**Saved data entries:**

───

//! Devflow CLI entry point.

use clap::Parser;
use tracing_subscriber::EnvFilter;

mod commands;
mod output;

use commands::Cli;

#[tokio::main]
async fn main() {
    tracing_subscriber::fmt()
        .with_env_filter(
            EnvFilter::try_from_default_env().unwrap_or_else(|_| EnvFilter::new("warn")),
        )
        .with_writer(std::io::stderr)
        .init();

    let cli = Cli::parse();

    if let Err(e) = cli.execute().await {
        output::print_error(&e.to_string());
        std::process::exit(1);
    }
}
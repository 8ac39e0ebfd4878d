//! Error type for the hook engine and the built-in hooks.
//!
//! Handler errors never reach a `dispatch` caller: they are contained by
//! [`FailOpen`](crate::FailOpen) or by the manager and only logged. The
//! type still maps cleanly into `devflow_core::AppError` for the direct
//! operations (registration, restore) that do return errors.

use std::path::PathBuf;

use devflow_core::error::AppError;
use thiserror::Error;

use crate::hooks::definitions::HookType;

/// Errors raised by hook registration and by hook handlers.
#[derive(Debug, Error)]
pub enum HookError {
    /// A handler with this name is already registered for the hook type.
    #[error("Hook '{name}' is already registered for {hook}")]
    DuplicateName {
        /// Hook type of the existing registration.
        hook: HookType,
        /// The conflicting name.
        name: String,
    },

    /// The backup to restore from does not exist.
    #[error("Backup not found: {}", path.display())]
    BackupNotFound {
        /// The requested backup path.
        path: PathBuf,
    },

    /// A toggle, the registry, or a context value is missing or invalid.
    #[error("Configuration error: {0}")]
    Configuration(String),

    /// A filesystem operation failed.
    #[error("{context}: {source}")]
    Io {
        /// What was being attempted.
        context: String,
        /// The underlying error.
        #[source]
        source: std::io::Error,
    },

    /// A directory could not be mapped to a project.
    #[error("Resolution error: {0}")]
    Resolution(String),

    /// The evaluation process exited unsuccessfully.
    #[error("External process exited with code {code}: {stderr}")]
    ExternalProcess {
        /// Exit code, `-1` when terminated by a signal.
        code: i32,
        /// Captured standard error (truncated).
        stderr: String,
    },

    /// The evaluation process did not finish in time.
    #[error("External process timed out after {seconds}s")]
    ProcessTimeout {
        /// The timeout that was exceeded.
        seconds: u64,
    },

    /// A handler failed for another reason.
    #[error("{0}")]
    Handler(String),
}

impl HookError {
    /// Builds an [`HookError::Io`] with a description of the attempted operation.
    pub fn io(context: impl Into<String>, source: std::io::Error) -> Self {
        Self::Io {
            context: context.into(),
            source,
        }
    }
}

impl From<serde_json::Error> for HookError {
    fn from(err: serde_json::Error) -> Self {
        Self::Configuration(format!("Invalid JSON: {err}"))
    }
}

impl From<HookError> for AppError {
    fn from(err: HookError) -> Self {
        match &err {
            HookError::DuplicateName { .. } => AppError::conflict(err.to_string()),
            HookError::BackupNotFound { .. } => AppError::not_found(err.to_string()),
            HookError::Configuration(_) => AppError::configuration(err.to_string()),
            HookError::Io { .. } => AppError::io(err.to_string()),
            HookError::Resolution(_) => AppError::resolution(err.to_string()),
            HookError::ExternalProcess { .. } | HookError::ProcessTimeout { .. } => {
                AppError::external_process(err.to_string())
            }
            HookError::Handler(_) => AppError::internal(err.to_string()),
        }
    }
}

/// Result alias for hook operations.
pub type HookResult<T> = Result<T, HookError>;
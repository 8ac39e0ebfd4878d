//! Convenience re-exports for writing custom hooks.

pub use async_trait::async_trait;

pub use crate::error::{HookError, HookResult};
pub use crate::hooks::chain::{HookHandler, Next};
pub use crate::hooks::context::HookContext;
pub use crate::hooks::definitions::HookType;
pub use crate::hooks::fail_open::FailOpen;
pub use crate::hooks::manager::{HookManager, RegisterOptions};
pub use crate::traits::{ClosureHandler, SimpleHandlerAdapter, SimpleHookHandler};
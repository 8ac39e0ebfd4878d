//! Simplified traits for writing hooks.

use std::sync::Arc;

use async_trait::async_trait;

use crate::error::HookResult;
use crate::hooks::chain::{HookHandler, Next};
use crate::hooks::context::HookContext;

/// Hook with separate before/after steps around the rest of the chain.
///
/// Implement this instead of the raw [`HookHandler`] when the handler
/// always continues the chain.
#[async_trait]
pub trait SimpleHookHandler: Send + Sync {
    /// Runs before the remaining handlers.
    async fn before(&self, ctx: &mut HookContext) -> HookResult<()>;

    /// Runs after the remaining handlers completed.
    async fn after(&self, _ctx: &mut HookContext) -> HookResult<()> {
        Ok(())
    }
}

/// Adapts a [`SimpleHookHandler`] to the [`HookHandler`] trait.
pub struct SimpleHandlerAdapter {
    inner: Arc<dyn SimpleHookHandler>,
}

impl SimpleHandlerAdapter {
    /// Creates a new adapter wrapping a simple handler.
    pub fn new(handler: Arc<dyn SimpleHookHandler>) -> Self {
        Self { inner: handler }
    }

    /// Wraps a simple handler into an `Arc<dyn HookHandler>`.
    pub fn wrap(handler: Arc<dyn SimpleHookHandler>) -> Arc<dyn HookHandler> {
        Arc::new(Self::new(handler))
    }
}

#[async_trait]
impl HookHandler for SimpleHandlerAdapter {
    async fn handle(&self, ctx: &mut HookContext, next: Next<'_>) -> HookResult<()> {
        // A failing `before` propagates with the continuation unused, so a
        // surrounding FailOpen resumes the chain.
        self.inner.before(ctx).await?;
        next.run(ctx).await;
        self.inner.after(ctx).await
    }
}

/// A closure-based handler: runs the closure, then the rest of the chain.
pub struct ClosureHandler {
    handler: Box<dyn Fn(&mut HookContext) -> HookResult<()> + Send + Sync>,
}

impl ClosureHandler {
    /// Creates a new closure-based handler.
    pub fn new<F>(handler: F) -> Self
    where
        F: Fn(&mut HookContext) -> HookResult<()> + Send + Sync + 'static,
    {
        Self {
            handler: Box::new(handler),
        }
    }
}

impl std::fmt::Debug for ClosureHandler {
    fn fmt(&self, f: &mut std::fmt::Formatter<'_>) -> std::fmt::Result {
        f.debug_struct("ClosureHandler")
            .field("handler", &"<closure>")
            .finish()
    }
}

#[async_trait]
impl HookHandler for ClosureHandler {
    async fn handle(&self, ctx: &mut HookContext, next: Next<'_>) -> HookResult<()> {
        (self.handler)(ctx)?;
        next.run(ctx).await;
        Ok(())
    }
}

───

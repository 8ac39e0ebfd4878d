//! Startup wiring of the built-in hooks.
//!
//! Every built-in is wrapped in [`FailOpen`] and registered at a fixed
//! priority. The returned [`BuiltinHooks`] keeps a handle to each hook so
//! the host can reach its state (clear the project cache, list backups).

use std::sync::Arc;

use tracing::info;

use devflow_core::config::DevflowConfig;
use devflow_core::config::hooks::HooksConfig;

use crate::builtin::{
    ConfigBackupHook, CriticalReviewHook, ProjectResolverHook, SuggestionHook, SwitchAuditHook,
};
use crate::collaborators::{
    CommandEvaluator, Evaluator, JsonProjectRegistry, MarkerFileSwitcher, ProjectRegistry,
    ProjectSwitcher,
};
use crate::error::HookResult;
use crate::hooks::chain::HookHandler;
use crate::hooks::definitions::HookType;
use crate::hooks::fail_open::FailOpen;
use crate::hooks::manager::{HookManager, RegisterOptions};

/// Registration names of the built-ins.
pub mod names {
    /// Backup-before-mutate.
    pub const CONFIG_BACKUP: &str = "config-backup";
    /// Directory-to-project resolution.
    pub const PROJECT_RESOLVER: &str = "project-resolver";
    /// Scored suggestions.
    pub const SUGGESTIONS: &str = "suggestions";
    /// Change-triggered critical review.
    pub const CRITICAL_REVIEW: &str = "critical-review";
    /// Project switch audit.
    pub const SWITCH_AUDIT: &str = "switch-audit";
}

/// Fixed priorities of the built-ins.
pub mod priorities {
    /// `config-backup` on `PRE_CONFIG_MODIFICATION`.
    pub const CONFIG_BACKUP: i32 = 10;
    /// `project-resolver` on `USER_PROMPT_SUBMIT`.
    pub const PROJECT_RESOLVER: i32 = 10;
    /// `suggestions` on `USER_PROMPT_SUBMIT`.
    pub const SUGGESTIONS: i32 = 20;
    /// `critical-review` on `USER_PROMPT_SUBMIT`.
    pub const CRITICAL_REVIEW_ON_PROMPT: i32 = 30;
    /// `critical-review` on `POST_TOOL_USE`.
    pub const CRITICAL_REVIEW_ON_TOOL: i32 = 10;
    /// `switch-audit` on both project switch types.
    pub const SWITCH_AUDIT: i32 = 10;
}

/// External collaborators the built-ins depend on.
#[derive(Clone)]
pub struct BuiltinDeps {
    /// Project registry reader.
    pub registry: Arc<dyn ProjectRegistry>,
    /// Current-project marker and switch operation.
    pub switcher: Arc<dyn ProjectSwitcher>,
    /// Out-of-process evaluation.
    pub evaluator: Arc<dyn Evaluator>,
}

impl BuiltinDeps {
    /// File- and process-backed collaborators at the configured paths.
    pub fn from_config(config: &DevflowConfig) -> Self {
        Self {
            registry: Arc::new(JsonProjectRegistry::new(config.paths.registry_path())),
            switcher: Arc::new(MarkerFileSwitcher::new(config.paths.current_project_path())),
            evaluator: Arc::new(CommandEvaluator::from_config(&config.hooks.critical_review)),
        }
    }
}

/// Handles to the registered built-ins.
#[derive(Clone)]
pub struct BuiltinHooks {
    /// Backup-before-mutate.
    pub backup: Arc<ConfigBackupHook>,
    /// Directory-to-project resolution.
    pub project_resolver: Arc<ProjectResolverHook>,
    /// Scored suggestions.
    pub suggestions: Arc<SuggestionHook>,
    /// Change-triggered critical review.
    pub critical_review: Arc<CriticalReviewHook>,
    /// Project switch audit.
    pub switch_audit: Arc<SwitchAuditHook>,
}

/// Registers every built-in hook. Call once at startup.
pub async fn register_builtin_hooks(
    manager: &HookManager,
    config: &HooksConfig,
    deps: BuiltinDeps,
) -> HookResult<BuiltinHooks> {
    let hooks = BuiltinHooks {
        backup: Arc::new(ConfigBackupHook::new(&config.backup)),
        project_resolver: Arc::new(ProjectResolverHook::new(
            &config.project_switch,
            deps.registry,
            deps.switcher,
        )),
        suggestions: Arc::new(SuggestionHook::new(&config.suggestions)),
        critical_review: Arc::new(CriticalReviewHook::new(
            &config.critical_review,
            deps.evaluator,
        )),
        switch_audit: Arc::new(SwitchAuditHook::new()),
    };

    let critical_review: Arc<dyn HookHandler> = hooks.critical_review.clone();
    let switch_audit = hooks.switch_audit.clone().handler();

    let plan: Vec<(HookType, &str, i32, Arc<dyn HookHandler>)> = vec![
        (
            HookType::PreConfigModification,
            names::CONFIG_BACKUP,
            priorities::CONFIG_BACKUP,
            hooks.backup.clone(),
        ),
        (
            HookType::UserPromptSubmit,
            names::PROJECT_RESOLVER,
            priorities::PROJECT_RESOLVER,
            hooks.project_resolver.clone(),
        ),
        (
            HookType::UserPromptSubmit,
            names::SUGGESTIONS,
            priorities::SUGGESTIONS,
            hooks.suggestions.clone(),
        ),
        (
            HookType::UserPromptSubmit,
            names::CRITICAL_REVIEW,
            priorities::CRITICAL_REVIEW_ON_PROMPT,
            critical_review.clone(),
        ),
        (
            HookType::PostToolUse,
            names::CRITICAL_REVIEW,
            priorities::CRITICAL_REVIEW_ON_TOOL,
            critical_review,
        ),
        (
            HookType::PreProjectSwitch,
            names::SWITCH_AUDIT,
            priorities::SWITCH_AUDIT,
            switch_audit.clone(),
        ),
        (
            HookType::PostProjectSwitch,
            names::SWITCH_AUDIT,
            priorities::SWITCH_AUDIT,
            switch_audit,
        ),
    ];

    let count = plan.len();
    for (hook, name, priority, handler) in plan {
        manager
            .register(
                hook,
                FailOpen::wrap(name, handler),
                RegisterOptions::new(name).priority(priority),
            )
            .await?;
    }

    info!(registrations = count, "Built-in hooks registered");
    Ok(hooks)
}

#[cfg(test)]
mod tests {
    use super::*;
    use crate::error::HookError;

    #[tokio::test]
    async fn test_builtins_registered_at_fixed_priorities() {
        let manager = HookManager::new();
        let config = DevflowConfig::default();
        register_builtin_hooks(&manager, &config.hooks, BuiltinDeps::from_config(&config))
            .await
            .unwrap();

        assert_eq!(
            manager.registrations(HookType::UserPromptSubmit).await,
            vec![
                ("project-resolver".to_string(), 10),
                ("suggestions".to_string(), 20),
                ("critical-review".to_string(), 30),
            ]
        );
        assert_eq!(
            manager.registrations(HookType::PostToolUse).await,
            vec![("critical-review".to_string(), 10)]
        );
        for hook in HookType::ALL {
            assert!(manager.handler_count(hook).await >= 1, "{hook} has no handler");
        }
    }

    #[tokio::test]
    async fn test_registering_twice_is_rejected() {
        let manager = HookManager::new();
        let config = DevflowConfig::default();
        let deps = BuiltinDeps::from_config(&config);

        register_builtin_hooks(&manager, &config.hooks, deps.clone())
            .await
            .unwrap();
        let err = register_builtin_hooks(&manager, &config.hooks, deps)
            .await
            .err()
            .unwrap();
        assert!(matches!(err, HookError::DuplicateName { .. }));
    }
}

───

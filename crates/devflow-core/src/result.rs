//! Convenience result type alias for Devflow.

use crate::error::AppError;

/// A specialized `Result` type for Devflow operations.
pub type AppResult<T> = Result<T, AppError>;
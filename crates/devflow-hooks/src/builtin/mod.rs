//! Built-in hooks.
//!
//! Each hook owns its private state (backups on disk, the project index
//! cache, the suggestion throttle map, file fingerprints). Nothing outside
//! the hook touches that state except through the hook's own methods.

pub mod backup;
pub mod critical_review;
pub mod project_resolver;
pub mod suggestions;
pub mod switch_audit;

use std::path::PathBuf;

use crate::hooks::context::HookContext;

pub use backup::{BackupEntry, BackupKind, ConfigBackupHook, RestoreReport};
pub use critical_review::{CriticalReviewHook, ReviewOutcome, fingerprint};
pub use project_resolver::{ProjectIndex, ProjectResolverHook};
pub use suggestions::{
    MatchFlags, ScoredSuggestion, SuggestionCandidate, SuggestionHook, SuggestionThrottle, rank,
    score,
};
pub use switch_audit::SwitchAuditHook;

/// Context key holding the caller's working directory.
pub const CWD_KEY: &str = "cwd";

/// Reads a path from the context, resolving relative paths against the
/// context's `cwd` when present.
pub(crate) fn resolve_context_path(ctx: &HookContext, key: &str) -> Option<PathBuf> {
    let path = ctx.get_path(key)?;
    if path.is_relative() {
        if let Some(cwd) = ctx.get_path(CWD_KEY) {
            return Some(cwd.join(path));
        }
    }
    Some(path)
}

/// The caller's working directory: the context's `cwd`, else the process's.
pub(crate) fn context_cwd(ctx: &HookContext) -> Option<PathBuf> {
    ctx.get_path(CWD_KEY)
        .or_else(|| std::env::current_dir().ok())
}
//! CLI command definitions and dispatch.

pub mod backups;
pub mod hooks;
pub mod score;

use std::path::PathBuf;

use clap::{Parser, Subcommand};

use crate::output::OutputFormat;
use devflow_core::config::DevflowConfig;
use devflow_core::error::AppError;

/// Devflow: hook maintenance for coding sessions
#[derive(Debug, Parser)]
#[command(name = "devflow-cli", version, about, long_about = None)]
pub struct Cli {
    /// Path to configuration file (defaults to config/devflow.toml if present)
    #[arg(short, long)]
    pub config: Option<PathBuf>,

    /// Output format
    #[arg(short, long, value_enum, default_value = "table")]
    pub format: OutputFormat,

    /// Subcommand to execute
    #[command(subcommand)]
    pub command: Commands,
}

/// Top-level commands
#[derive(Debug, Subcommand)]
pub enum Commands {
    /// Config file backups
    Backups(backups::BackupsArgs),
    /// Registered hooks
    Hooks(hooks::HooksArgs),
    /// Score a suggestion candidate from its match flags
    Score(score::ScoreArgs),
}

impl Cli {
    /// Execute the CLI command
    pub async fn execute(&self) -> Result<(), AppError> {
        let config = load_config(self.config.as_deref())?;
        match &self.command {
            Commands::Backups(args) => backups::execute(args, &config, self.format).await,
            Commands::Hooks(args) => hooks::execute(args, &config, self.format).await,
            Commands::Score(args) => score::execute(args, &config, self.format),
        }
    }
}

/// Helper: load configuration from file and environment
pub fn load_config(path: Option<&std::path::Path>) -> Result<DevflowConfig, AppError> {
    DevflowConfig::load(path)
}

───

Across the entries, work out how many lines hold the word "caller". Reply with that number only.

3